Among the forces shaping the epic, literary critic and archaeologist of language Ganesh N. Devy argues, are references to the formation of India through a fusion of various cultural threads. David Reich, whose work Devy cites, has found from all available genetic evidence, that not very much could be gleaned about “the end of the Indus Valley Civilization”, though undeniable evidence exists of “dramatic demographic change and… cultural exchange… close to the fall of Harappa”. Drawing on David Anthony’s work on material cultures, Devy then asks if the Mahabharata could be read as a tale of the “early contact of the horse-driven chariot-riding pastoral people and the agrarian city-building people”.
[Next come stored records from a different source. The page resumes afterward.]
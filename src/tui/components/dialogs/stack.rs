//! Dialog stack shared by every overlay in the application
//!
//! The stack records which overlays are open and in what order:
//! - Insertion order is z-order, the last element is the active overlay
//! - Named groups record which open overlays belong to a mutual-exclusion domain
//! - Only the active overlay, or the latest member of its group, may close
//!
//! Every id recorded in a group is also present in the stack. Both are
//! updated together by each operation.

use super::types::{DialogId, GroupName};
use std::collections::HashMap;
use std::sync::{Arc, RwLock, RwLockReadGuard, RwLockWriteGuard};
use tracing::{debug, trace};

/// Ordered stack of open dialogs plus their group membership
#[derive(Debug, Default)]
pub struct DialogStack {
    /// Open dialogs (last = topmost)
    stack: Vec<DialogId>,

    /// Open dialogs per group, in the order they were recorded
    groups: HashMap<GroupName, Vec<DialogId>>,
}

impl DialogStack {
    pub fn new() -> Self {
        Self::default()
    }

    /// Open a dialog, closing any other open member of its group first
    pub fn open(&mut self, id: &DialogId, group: Option<&GroupName>) {
        if let Some(group) = group {
            let siblings: Vec<DialogId> = self
                .groups
                .get(group)
                .map(|members| members.iter().filter(|m| *m != id).cloned().collect())
                .unwrap_or_default();

            for sibling in siblings {
                debug!(dialog = %sibling, group = %group, "Closing group sibling");
                self.release(&sibling);
            }
        }

        let mut changed = false;
        if !self.stack.contains(id) {
            self.stack.push(id.clone());
            changed = true;
        }

        if let Some(group) = group {
            let members = self.groups.entry(group.clone()).or_default();
            if !members.contains(id) {
                members.push(id.clone());
                changed = true;
            }
        }

        if changed {
            debug!(dialog = %id, depth = self.stack.len(), "Dialog opened");
        } else {
            trace!(dialog = %id, "Dialog already open");
        }
    }

    /// Close a dialog if it is allowed to close right now
    ///
    /// Returns `false` without touching the stack when another dialog is
    /// active above it, or when the id is not open at all.
    pub fn request_close(&mut self, id: &DialogId, group: Option<&GroupName>) -> bool {
        if !self.stack.contains(id) {
            trace!(dialog = %id, "Close requested for a dialog that is not open");
            return false;
        }

        let is_top = self.stack.last() == Some(id);
        let is_group_top = group
            .map(|group| self.group_members(group).last() == Some(id))
            .unwrap_or(false);

        if !is_top && !is_group_top {
            debug!(dialog = %id, top = ?self.top(), "Close rejected, dialog is not active");
            return false;
        }

        self.release(id)
    }

    /// Remove a dialog from the stack and every group unconditionally
    pub fn release(&mut self, id: &DialogId) -> bool {
        let before = self.stack.len();
        self.stack.retain(|entry| entry != id);
        let mut removed = self.stack.len() != before;

        self.groups.retain(|_, members| {
            let len = members.len();
            members.retain(|entry| entry != id);
            removed |= members.len() != len;
            !members.is_empty()
        });

        if removed {
            debug!(dialog = %id, depth = self.stack.len(), "Dialog closed");
        }
        removed
    }

    /// Whether the dialog is the active one (vacuously true on an empty stack)
    pub fn is_top_of_stack(&self, id: &DialogId) -> bool {
        match self.stack.last() {
            Some(top) => top == id,
            None => true,
        }
    }

    pub fn top(&self) -> Option<&DialogId> {
        self.stack.last()
    }

    pub fn contains(&self, id: &DialogId) -> bool {
        self.stack.contains(id)
    }

    /// Stack position counted from the bottom
    pub fn position(&self, id: &DialogId) -> Option<usize> {
        self.stack.iter().position(|entry| entry == id)
    }

    pub fn len(&self) -> usize {
        self.stack.len()
    }

    pub fn is_empty(&self) -> bool {
        self.stack.is_empty()
    }

    /// Open dialogs from bottom to top
    pub fn ids(&self) -> &[DialogId] {
        &self.stack
    }

    pub fn group_members(&self, group: &GroupName) -> &[DialogId] {
        self.groups.get(group).map(Vec::as_slice).unwrap_or(&[])
    }
}

/// Shared handle to a dialog stack
///
/// Constructed once by the application and passed to every coordinator.
#[derive(Debug, Clone, Default)]
pub struct DialogStackHandle {
    inner: Arc<RwLock<DialogStack>>,
}

impl DialogStackHandle {
    pub fn new() -> Self {
        Self::default()
    }

    pub fn read(&self) -> RwLockReadGuard<'_, DialogStack> {
        self.inner.read().unwrap_or_else(|poisoned| poisoned.into_inner())
    }

    pub fn write(&self) -> RwLockWriteGuard<'_, DialogStack> {
        self.inner.write().unwrap_or_else(|poisoned| poisoned.into_inner())
    }

    pub fn open(&self, id: &DialogId, group: Option<&GroupName>) {
        self.write().open(id, group);
    }

    pub fn request_close(&self, id: &DialogId, group: Option<&GroupName>) -> bool {
        self.write().request_close(id, group)
    }

    pub fn release(&self, id: &DialogId) -> bool {
        self.write().release(id)
    }

    pub fn is_top_of_stack(&self, id: &DialogId) -> bool {
        self.read().is_top_of_stack(id)
    }

    pub fn contains(&self, id: &DialogId) -> bool {
        self.read().contains(id)
    }

    pub fn has_dialogs(&self) -> bool {
        !self.read().is_empty()
    }

    pub fn top(&self) -> Option<DialogId> {
        self.read().top().cloned()
    }

    pub fn position(&self, id: &DialogId) -> Option<usize> {
        self.read().position(id)
    }
}

#[cfg(test)]
mod tests {
    use super::*;

    fn ids() -> (DialogId, DialogId, DialogId) {
        (DialogId::new("a"), DialogId::new("b"), DialogId::new("c"))
    }

    #[test]
    fn test_lifo_top_of_stack() {
        let (a, b, c) = ids();
        let mut stack = DialogStack::new();
        stack.open(&a, None);
        stack.open(&b, None);
        stack.open(&c, None);

        assert!(stack.is_top_of_stack(&c));
        assert!(!stack.is_top_of_stack(&a));
        assert!(!stack.is_top_of_stack(&b));

        assert!(stack.request_close(&c, None));
        assert!(stack.is_top_of_stack(&b));
    }

    #[test]
    fn test_empty_stack_is_vacuously_top() {
        let stack = DialogStack::new();
        assert!(stack.is_top_of_stack(&DialogId::new("anything")));
    }

    #[test]
    fn test_group_exclusivity() {
        let (a, b, _) = ids();
        let group = GroupName::new("G");
        let mut stack = DialogStack::new();

        stack.open(&a, Some(&group));
        stack.open(&b, Some(&group));

        assert!(!stack.contains(&a));
        assert_eq!(stack.group_members(&group), &[b.clone()]);
        assert_eq!(stack.ids(), &[b]);
    }

    #[test]
    fn test_group_exclusivity_keeps_other_dialogs() {
        let (a, b, c) = ids();
        let group = GroupName::row_actions();
        let mut stack = DialogStack::new();

        stack.open(&a, None);
        stack.open(&b, Some(&group));
        stack.open(&c, Some(&group));

        assert_eq!(stack.ids(), &[a, c]);
    }

    #[test]
    fn test_illegal_close_rejected() {
        let (a, b, _) = ids();
        let mut stack = DialogStack::new();
        stack.open(&a, None);
        stack.open(&b, None);

        assert!(!stack.request_close(&a, None));
        assert_eq!(stack.ids(), &[a, b]);
    }

    #[test]
    fn test_legal_close_succeeds() {
        let (a, b, _) = ids();
        let mut stack = DialogStack::new();
        stack.open(&a, None);
        stack.open(&b, None);

        assert!(stack.request_close(&b, None));
        assert_eq!(stack.ids(), &[a]);
    }

    #[test]
    fn test_close_unknown_is_noop() {
        let mut stack = DialogStack::new();
        assert!(!stack.request_close(&DialogId::new("x"), None));
        assert!(!stack.request_close(&DialogId::new("x"), Some(&GroupName::new("G"))));
        assert!(stack.is_empty());
    }

    #[test]
    fn test_group_member_may_close_below_top() {
        let (a, b, _) = ids();
        let group = GroupName::row_actions();
        let mut stack = DialogStack::new();
        stack.open(&a, Some(&group));
        stack.open(&b, None);

        // Not globally topmost, but latest in its group
        assert!(stack.request_close(&a, Some(&group)));
        assert_eq!(stack.ids(), &[b]);
        assert!(stack.group_members(&group).is_empty());

        // Without naming the group the same request would be rejected
        let mut stack = DialogStack::new();
        stack.open(&a, Some(&group));
        stack.open(&DialogId::new("b"), None);
        assert!(!stack.request_close(&a, None));
    }

    #[test]
    fn test_group_rule_requires_membership() {
        let (a, b, _) = ids();
        let group = GroupName::row_actions();
        let mut stack = DialogStack::new();
        stack.open(&a, None);
        stack.open(&b, None);

        assert!(!stack.request_close(&a, Some(&group)));
        assert!(stack.contains(&a));
    }

    #[test]
    fn test_open_is_idempotent() {
        let (a, b, _) = ids();
        let mut stack = DialogStack::new();
        stack.open(&a, None);
        stack.open(&b, None);

        stack.open(&a, None);
        stack.open(&b, None);

        assert_eq!(stack.ids(), &[a, b]);
    }

    #[test]
    fn test_release_removes_from_groups() {
        let (a, _, _) = ids();
        let group = GroupName::new("G");
        let mut stack = DialogStack::new();
        stack.open(&a, Some(&group));

        assert!(stack.release(&a));
        assert!(!stack.release(&a));
        assert!(stack.is_empty());
        assert!(stack.group_members(&group).is_empty());
    }

    #[test]
    fn test_handle_shares_state() {
        let handle = DialogStackHandle::new();
        let other = handle.clone();
        let id = DialogId::new("shared");

        handle.open(&id, None);
        assert!(other.contains(&id));
        assert_eq!(other.top(), Some(id.clone()));
        assert!(other.request_close(&id, None));
        assert!(!handle.has_dialogs());
    }
}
Prior to the grand epic, Devy suggests, there was perhaps a war waged that acquired a resonance in the popular imagination, engendering the practice, diverse and diffuse, of the recitation of the Bharata. Vyasa’s rendition of the epic into a written text, when it acquired the prefix connoting its grandeur, happened perhaps between the third and first centuries BCE. It was not exactly “original”, but a vast and sprawling corpus incorporating an “earlier orally transmitted epic… and several other narratives”.
Vyasa may also have absorbed an entire catalogue of “remembrances of things past”, beginning with the early Vedic era.
The Mahabharata and the Ramayana were distinct from other ancient literature in not being “guarded by Vedic Brahminism”. They enjoyed a “free circulation among all classes of society”, being somewhat “ambivalently, exempted from the strict pollution rules of the time”.
History is a narrative of causality. A conjuncture of circumstances leads to outcomes through active and passive agency. These consequences in turn become the cause for another sequence of events. Devy argues that epics are different in their placement “at the beginning of a new civilization or a new era”, which makes them a statement of the “unconscious metaphysics of their time”. The epic is distinct also in having supernatural agencies that deflect them from rational historical causality.